____ DATASET CONTENT

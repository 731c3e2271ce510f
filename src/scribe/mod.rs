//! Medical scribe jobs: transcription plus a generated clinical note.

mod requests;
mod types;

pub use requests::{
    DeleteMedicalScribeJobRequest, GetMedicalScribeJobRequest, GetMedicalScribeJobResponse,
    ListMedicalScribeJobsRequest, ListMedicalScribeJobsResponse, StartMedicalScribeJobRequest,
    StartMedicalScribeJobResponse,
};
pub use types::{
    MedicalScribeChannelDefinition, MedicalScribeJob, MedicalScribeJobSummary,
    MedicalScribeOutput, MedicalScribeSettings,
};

________

__REQUIRED WORK__. Would you reproduce the entire listing, keeping every line as it is?

__RESPONSE AREA__.
repository 731c3e2271ce510f
filename src/scribe/mod.rs
//! Medical scribe jobs: transcription plus a generated clinical note.

mod requests;
mod types;

pub use requests::{
    DeleteMedicalScribeJobRequest, GetMedicalScribeJobRequest, GetMedicalScribeJobResponse,
    ListMedicalScribeJobsRequest, ListMedicalScribeJobsResponse, StartMedicalScribeJobRequest,
    StartMedicalScribeJobResponse,
};
pub use types::{
    MedicalScribeChannelDefinition, MedicalScribeJob, MedicalScribeJobSummary,
    MedicalScribeOutput, MedicalScribeSettings,
};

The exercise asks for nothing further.